Critically these considerations question the viability of extrapolating data from Internal Medicine. Rather what are required are robust studies to understand and analyze prevailing mentoring approaches, the dynamics behind the mentoring relationships and the role of host organizations within the Palliative Medicine setting.

Conclusion

The individualized nature of mentoring, its dependence upon a vast array of support mechanisms and the interrelated nature of its various elements demands a holistic approach to the development, oversight and appraisal of a mentoring program. Evidence of the entwined nature of mentoring serves to underline this fact and emphasize the need for equal attention to all aspects of mentoring process.

Guiding this mentoring program must be an organization with clear goals and a willingness to provide sustained support for the program, invest in its mentors, nurture each individual mentoring relationship and maintain an effective mentoring environment. To succeed and then develop and replicate these successes across medicine requires more robust and longitudinal studies across a variety of settings but confined to a specific form of mentoring as we have discussed thus far.
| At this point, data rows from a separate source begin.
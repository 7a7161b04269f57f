use core::ptr::addr_of_mut;
use linked_list_allocator::LockedHeap;

// 1. DEFINE THE HEAP
// Host test builds keep the system allocator.
#[cfg_attr(not(test), global_allocator)]
static ALLOCATOR: LockedHeap = LockedHeap::empty();

// 2. DEFINE THE MEMORY REGION
// A chunk of BSS inside the kernel image. Process kernel stacks and the
// log history come out of here.
pub const HEAP_SIZE: usize = 4 * 1024 * 1024;

static mut HEAP_MEM: [u8; HEAP_SIZE] = [0; HEAP_SIZE];

// 3. INITIALIZE
pub fn init_heap() {
    unsafe {
        let heap_start = addr_of_mut!(HEAP_MEM) as *mut u8;
        ALLOCATOR.lock().init(heap_start, HEAP_SIZE);
    }
}

/// (used, total) bytes.
pub fn heap_usage() -> (usize, usize) {
    let heap = ALLOCATOR.lock();
    (heap.used(), heap.size())
}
Deeper understanding of the formation, evolution and end of mentoring relationships is as critical to the future of mentoring as the provision of a learning theory of mentoring. Thus, if mentoring is to have a role in medical education reliance upon ad hoc programs and maverick mentors must give way to organized programs guided by a coherent learning theory holistic informed by evidenced based practice and data.

Lessons for practice:

• Mentoring is an evolving, adaptive, relational-, mentee-, mentor-, and organizational-dependent process aimed at providing holistic and consistent support to mentees

• A consistent mentoring approach is essential to effective mentoring relationships that underpin successful mentoring programs

• The mentoring process also provides benefits to mentors and the host organization

• Mentoring environments conducive to open discussions and frank exchange of ideas are critical and dependent upon the host organization

• Mentoring programs must account for differences in mentee, mentor, goals and contextual differences between mentoring in undergraduate and postgraduate settings to ensure effective oversight of the process.

Acknowledgements

The authors would like to dedicate this paper to Dr S Radha Krishna and Dr Deborah Watkinson whose advice and ideas were integral to the success of this study and who sadly passed away during the writing of this paper.

Contributors

The authors would like to thank the reviewers whose inputs have greatly enhanced this publication.